== Records supplied ==

--- START ---

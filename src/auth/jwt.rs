use argon2::PasswordHasher;
use argon2::{
    Argon2, PasswordHash, PasswordVerifier,
    password_hash::{SaltString, rand_core::OsRng},
};
use chrono::{Duration, Utc};
use jsonwebtoken::{Algorithm, DecodingKey, EncodingKey, Header, Validation, decode, encode};
use serde::{Deserialize, Serialize};
use uuid::Uuid;

#[derive(Debug, Serialize, Deserialize, Clone)]
pub struct Claims {
    pub(crate) sub: String,
    pub exp: i64,
    pub email: String,
    pub iat: i64,
    #[serde(skip_serializing_if = "Option::is_none")]
    pub typ: Option<String>,
    #[serde(skip_serializing_if = "Option::is_none")]
    pub iss: Option<String>,
    #[serde(skip_serializing_if = "Option::is_none")]
    pub aud: Option<String>,
}

#[derive(Debug, Serialize, Deserialize, Clone)]
pub struct EmailVerificationClaims {
    pub sub: String,
    pub exp: i64,
    pub email: String,
    pub iat: i64,
    pub typ: String,
    #[serde(skip_serializing_if = "Option::is_none")]
    pub iss: Option<String>,
    #[serde(skip_serializing_if = "Option::is_none")]
    pub aud: Option<String>,
}

#[derive(Clone)]
pub struct JwtConfig {
    pub secret: String,
    pub expiration_hours: i64,
    pub issuer: Option<String>,
    pub audience: Option<String>,
}

impl JwtConfig {
    pub fn from_env(secret: String) -> Self {
        let expiration_hours = std::env::var("JWT_EXPIRATION_HOURS")
            .ok()
            .and_then(|value| value.parse::<i64>().ok())
            .filter(|value| *value > 0)
            .unwrap_or(24);
        let issuer = std::env::var("JWT_ISSUER")
            .ok()
            .map(|value| value.trim().to_string())
            .filter(|value| !value.is_empty());
        let audience = std::env::var("JWT_AUDIENCE")
            .ok()
            .map(|value| value.trim().to_string())
            .filter(|value| !value.is_empty());
        Self {
            secret,
            expiration_hours,
            issuer,
            audience,
        }
    }

    pub fn create_token(
        &self,
        user_id: Uuid,
        email: String,
    ) -> Result<String, jsonwebtoken::errors::Error> {
        let now = Utc::now();
        let exp = now + Duration::hours(self.expiration_hours);
        let claim = Claims {
            sub: user_id.to_string(),
            email,
            exp: exp.timestamp(),
            iat: now.timestamp(),
            typ: Some("access".to_string()),
            iss: self.issuer.clone(),
            aud: self.audience.clone(),
        };
        encode(
            &Header::new(Algorithm::HS256),
            &claim,
            &EncodingKey::from_secret(self.secret.as_bytes()),
        )
    }

    pub fn verify_token(&self, token: &str) -> Result<Claims, jsonwebtoken::errors::Error> {
        let mut validation = Validation::new(Algorithm::HS256);
        if let Some(issuer) = &self.issuer {
            validation.set_issuer(&[issuer]);
        }
        if let Some(audience) = &self.audience {
            validation.set_audience(&[audience]);
        }
        let token_data = decode::<Claims>(
            token,
            &DecodingKey::from_secret(self.secret.as_bytes()),
            &validation,
        )?;

        if let Some(ref typ) = token_data.claims.typ {
            if typ != "access" {
                return Err(jsonwebtoken::errors::Error::from(
                    jsonwebtoken::errors::ErrorKind::InvalidToken,
                ));
            }
        }

        Ok(token_data.claims)
    }

    pub fn create_email_verification_token(
        &self,
        user_id: Uuid,
        email: String,
    ) -> Result<String, jsonwebtoken::errors::Error> {
        let now = Utc::now();
        let exp = now + Duration::hours(self.expiration_hours);
        let claim = EmailVerificationClaims {
            sub: user_id.to_string(),
            email,
            exp: exp.timestamp(),
            iat: now.timestamp(),
            typ: "email_verification".to_string(),
            iss: self.issuer.clone(),
            aud: self.audience.clone(),
        };
        encode(
            &Header::new(Algorithm::HS256),
            &claim,
            &EncodingKey::from_secret(self.secret.as_bytes()),
        )
    }

    pub fn verify_email_verification_token(
        &self,
        token: &str,
    ) -> Result<EmailVerificationClaims, jsonwebtoken::errors::Error> {
        let mut validation = Validation::new(Algorithm::HS256);
        if let Some(issuer) = &self.issuer {
            validation.set_issuer(&[issuer]);
        }
        if let Some(audience) = &self.audience {
            validation.set_audience(&[audience]);
        }
        let token_data = decode::<EmailVerificationClaims>(
            token,
            &DecodingKey::from_secret(self.secret.as_bytes()),
            &validation,
        )?;
        Ok(token_data.claims)
    }
}

pub fn hash_password(password: &str) -> Result<String, argon2::password_hash::Error> {
    let salt = SaltString::generate(&mut OsRng);
    let argon2 = Argon2::default();
    let password_hash = argon2.hash_password(password.as_bytes(), &salt)?;
    Ok(password_hash.to_string())
}

pub fn verify_password_user(
    password: &str,
    hash_db: &str,
) -> Result<bool, argon2::password_hash::Error> {
    let parsed_hash = PasswordHash::new(hash_db)?;
    let argon2 = Argon2::default();
    let is_valid = argon2
        .verify_password(password.as_bytes(), &parsed_hash)
        .is_ok();
    Ok(is_valid)
}

#[cfg(test)]
mod tests {
    use super::*;

    fn test_config() -> JwtConfig {
        JwtConfig {
            secret: "secret".to_string(),
            expiration_hours: 1,
            issuer: None,
            audience: None,
        }
    }

    #[test]
    fn access_token_roundtrip() {
        let config = test_config();
        let user_id = Uuid::new_v4();
        let email = "writer@example.com".to_string();

        let token = config.create_token(user_id, email.clone()).unwrap();
        let claims = config.verify_token(&token).unwrap();

        assert_eq!(claims.sub, user_id.to_string());
        assert_eq!(claims.email, email);
        assert_eq!(claims.typ, Some("access".to_string()));
    }

    #[test]
    fn email_verification_token_cannot_be_used_as_access_token() {
        let config = test_config();
        let user_id = Uuid::new_v4();

        let token = config
            .create_email_verification_token(user_id, "writer@example.com".to_string())
            .unwrap();

        assert!(config.verify_token(&token).is_err());
    }

    #[test]
    fn verify_token_rejects_wrong_secret() {
        let config = test_config();
        let token = config
            .create_token(Uuid::new_v4(), "writer@example.com".to_string())
            .unwrap();

        let other = JwtConfig {
            secret: "different".to_string(),
            ..test_config()
        };
        assert!(other.verify_token(&token).is_err());
    }

    #[test]
    fn password_hash_verifies() {
        let hash = hash_password("Sup3r$ecret").unwrap();
        assert!(verify_password_user("Sup3r$ecret", &hash).unwrap());
        assert!(!verify_password_user("wrong", &hash).unwrap());
    }
}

--- END ---

== What you will do ==
Return each line of the material in which the string "EmailVerificationClaims" can be found.

== Exercise solution ==
pub struct EmailVerificationClaims {
        let claim = EmailVerificationClaims {
    ) -> Result<EmailVerificationClaims, jsonwebtoken::errors::Error> {
        let token_data = decode::<EmailVerificationClaims>(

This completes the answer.